Dengan membaca rumusan pengertian desa di atas, dengan mudah dapat
ditangkap suatu pengertian bahwa desa menurut Undang-undang Pemerintahan Daerah
ini adalah suatu kesatuan masyarakat hukum. Di Provinsi Bali, desa yang secara
tradisional merupakan kesatuan masyarakat hukum adalah desa pakraman seperti
telah diuraikan di depan. Tetapi, implementasi dari ketentuan dalam Pasal 1
angka 12 di atas di dalam undang-undang ini pada pasal-pasal lainnya ternyata
mengarah kepada desa yang sebelumnya di Bali disebut desa dinas. Demikian pula
implementasinya pada tataran peraturan perundang-undangan yang lebih rendah
(Peraturan Pemerintah, Peraturan Daerah) justru tetap mengukuhkan keberadaan
desa dinas yang sebelumnya telah ada di Bali. Itu
sebabnya, I Made Pasek Diantha pernah menyatakan bahwa sesungguhnya yang
dimaksud dengan desa di Bali oleh undang-undang adalah desa pakraman, tetapi
hal itu telah diterapkan secara keliru di Bali sehingga desa dinaslah kemudian
yang dipersepsikan sebagai desa menurut undang-undang[3].

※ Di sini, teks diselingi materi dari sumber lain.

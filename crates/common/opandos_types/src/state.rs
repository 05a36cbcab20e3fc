//! The processor state saved by the firmware on every trap.

use bitflags::bitflags;
use dataview::Pod;

use crate::ExceptionCode;

/// General registers in a saved state.
pub const STATE_REG_NUM: usize = 31;

/// Named indices into [`ProcessorState::regs`].
///
/// The aliases are part of the external ABI: syscall arguments arrive in
/// `a0..a3`, results leave in `v0`, and the first process is launched
/// through `t9` as well as the program counter.
pub mod reg {
    pub const AT: usize = 0;
    pub const V0: usize = 1;
    pub const V1: usize = 2;
    pub const A0: usize = 3;
    pub const A1: usize = 4;
    pub const A2: usize = 5;
    pub const A3: usize = 6;
    pub const T9: usize = 24;
    pub const GP: usize = 25;
    pub const SP: usize = 26;
    pub const FP: usize = 27;
    pub const RA: usize = 28;
    pub const HI: usize = 29;
    pub const LO: usize = 30;
}

bitflags! {
    /// Fields of the status word.
    ///
    /// The `*_PREVIOUS` bits take effect when the state is loaded: a load
    /// pops the previous bits into the current ones.
    #[derive(Debug, Clone, Copy, PartialEq, Eq)]
    #[repr(transparent)]
    pub struct Status: u32 {
        /// Global interrupt enable, current.
        const INT_ENABLE_CURRENT = 1 << 0;
        /// User mode, current.
        const USER_MODE_CURRENT = 1 << 1;
        /// Global interrupt enable after the next state load.
        const INT_ENABLE_PREVIOUS = 1 << 2;
        /// User mode after the next state load.
        const USER_MODE_PREVIOUS = 1 << 3;
        /// Per-line interrupt mask, lines 0..=7.
        const INT_MASK_ALL = 0xFF00;
        /// Processor local timer enable.
        const PLT_ENABLE = 1 << 27;
    }
}

const EXC_CODE_SHIFT: u32 = 2;
const EXC_CODE_MASK: u32 = 0x7C;
const INT_PENDING_SHIFT: u32 = 8;

/// Register snapshot written to the BIOS data page by the firmware on every
/// trap and loaded back by the nucleus to resume a process.
#[repr(C)]
#[derive(Debug, Clone, Copy, PartialEq, Eq, Pod)]
pub struct ProcessorState {
    /// Address space identifier.
    pub entry_hi: u32,
    /// Trap cause word; exception code in bits 2..6, pending interrupt
    /// lines in bits 8..15.
    pub cause: u32,
    /// Status word, see [`Status`].
    pub status: u32,
    /// Program counter at the trap.
    pub pc: u32,
    /// General register file, indexed by [`reg`].
    pub regs: [u32; STATE_REG_NUM],
}

const _: () = {
    assert!(core::mem::size_of::<ProcessorState>() == 140);
    assert!(core::mem::align_of::<ProcessorState>() == 4);
};

impl ProcessorState {
    #[must_use]
    pub const fn zeroed() -> Self {
        Self {
            entry_hi: 0,
            cause: 0,
            status: 0,
            pc: 0,
            regs: [0; STATE_REG_NUM],
        }
    }

    #[must_use]
    pub fn status(&self) -> Status {
        Status::from_bits_retain(self.status)
    }

    /// Whether the trapped code was running in user mode.
    #[must_use]
    pub fn in_user_mode(&self) -> bool {
        self.status().contains(Status::USER_MODE_PREVIOUS)
    }

    /// Exception code carried in the cause word, if it names a known code.
    #[must_use]
    pub fn exception_code(&self) -> Option<ExceptionCode> {
        ExceptionCode::from_repr((self.cause & EXC_CODE_MASK) >> EXC_CODE_SHIFT)
    }

    /// Rewrites the exception code bits of the cause word in place.
    pub fn set_exception_code(&mut self, code: ExceptionCode) {
        self.cause = (self.cause & !EXC_CODE_MASK) | ((code as u32) << EXC_CODE_SHIFT);
    }

    /// Whether interrupt line `line` is flagged pending in the cause word.
    #[must_use]
    pub fn interrupt_pending(&self, line: usize) -> bool {
        debug_assert!(line < 8);
        self.cause & (1 << (INT_PENDING_SHIFT + line as u32)) != 0
    }

    /// Flags interrupt line `line` pending; only the machine side composes
    /// cause words, the nucleus just reads them.
    pub fn set_interrupt_pending(&mut self, line: usize) {
        debug_assert!(line < 8);
        self.cause |= 1 << (INT_PENDING_SHIFT + line as u32);
    }

    #[must_use]
    pub fn a0(&self) -> u32 {
        self.regs[reg::A0]
    }

    #[must_use]
    pub fn a1(&self) -> u32 {
        self.regs[reg::A1]
    }

    #[must_use]
    pub fn a2(&self) -> u32 {
        self.regs[reg::A2]
    }

    #[must_use]
    pub fn a3(&self) -> u32 {
        self.regs[reg::A3]
    }

    #[must_use]
    pub fn v0(&self) -> u32 {
        self.regs[reg::V0]
    }

    pub fn set_v0(&mut self, value: u32) {
        self.regs[reg::V0] = value;
    }

    pub fn set_sp(&mut self, value: u32) {
        self.regs[reg::SP] = value;
    }

    /// Points both the program counter and `t9` at `entry`.
    ///
    /// Position-independent code computes its globals from `t9`, so the two
    /// must agree whenever the nucleus fabricates a state from scratch.
    pub fn set_entry_point(&mut self, entry: u32) {
        self.pc = entry;
        self.regs[reg::T9] = entry;
    }
}
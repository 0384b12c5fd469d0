//! Free pattern dispatch over the closed variant set

use super::Outcome;

/// Dispatch on an outcome's variant.
///
/// Evaluates `on_ok` with the contained value if the outcome is `Ok`, else
/// `on_err` with the contained error, and returns whatever that callback
/// returns. Exactly one callback is invoked per call; the variant set is
/// closed, so there is no fallthrough and no default case.
///
/// ```
/// use outcome_core::prelude::*;
///
/// let doubled = match_outcome(ok::<_, Message>(2), |v| v * 2, |_| -1);
/// assert_eq!(doubled, 4);
/// ```
pub fn match_outcome<T, E, U>(
    outcome: Outcome<T, E>,
    on_ok: impl FnOnce(T) -> U,
    on_err: impl FnOnce(E) -> U,
) -> U {
    match outcome {
        Outcome::Ok(value) => on_ok(value),
        Outcome::Err(error) => on_err(error),
    }
}

#[cfg(test)]
mod tests {
    use super::*;
    use crate::errors::Message;
    use crate::outcome::{err, ok};

    #[test]
    fn routes_a_success_to_the_value_callback() {
        let result = match_outcome(ok::<_, Message>(2), |v| v * 2, |_| -1);
        assert_eq!(result, 4);
    }

    #[test]
    fn routes_a_failure_to_the_error_callback() {
        let result = match_outcome(
            err::<i32, _>(Message::new("boom")),
            |v| v * 2,
            |_| -1,
        );
        assert_eq!(result, -1);
    }

    #[test]
    fn only_the_matching_callback_runs() {
        let sides = match_outcome(
            ok::<_, Message>("payload"),
            |v| v.to_string(),
            |_| panic!("error callback must not run"),
        );
        assert_eq!(sides, "payload");
    }
}
use clap::Parser;
use outcome_core::match_outcome;
use std::path::PathBuf;
use tracing::{debug, error, info, Level};
use tracing_subscriber::layer::SubscriberExt;
use tracing_subscriber::util::SubscriberInitExt;

mod reader;

#[derive(Parser)]
#[command(name = "outcome")]
#[command(about = "Read a file and report the outcome", long_about = None)]
#[command(version)]
struct Cli {
    /// Path of the file to read
    path: PathBuf,

    /// Log level
    #[arg(long, default_value = "info")]
    log_level: Level,
}

fn main() -> eyre::Result<()> {
    let cli = Cli::parse();

    // Initialize tracing
    tracing_subscriber::registry()
        .with(
            tracing_subscriber::fmt::layer()
                .with_level(true)
                .with_target(true)
                .with_writer(std::io::stderr),
        )
        .with(tracing_subscriber::filter::LevelFilter::from_level(
            cli.log_level,
        ))
        .init();

    info!("reading {}", cli.path.display());

    let outcome = reader::read_file(&cli.path)
        .inspect(|contents| debug!(bytes = contents.len(), "file read"))
        .inspect_err(|e| error!("{e}"));

    match_outcome(
        outcome,
        |contents| {
            print!("{contents}");
            Ok(())
        },
        |e| Err(eyre::Report::new(e)),
    )
}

Undang-undang Pemerintahan Daerah menggariskan bahwa desa dapat diubah
menjadi kelurahan, Hal itu ditegaskan dalam Pasal 200 ayat (3) yang menyatakan
bahwa ”Desa di kabupaten/kota secara bertahap dapat diubah atau disesuaikan
statusnya menjadi kelurahan sesuai usul dan prakarsa pemerintah desa bersama
badan permusyawaratan desa yang ditetapkan dengan Perda”. Karena kelurahan
adalah bagian dari perangkat daerah, Undang-undang Pemerintahan Daerah tidak
mengatur masalah kelurahan ini pada ketentuan mengenai desa, melainkan mengaturnya
secara khusus di bagian lain, yaitu pada Bab IV, Bagian Kesembilan yang
mengatur tentang Prangkat Daerah, khususnya Pasal 127.
Pemerintahan Desa
Berdasarkan Pasal 127 dan Pasal 216, pengaturan lebih lanjut mengenai
kelurahan dan desa diatur dengan Peraturan Daerah dengan berpedoman kepada
Peraturan Pemerintah. Peraturan
Pemerintah yang mengatur mengenai Desa yang sekarang berlaku adalah Peraturan
Pemerintah Nomor 72 Tahun 2005 tentang Desa. Mengenai pengertian pemerintahan
desa, dalam Undang-undang Pemerintahan Daerah tidak disebutkan secara ekplisit.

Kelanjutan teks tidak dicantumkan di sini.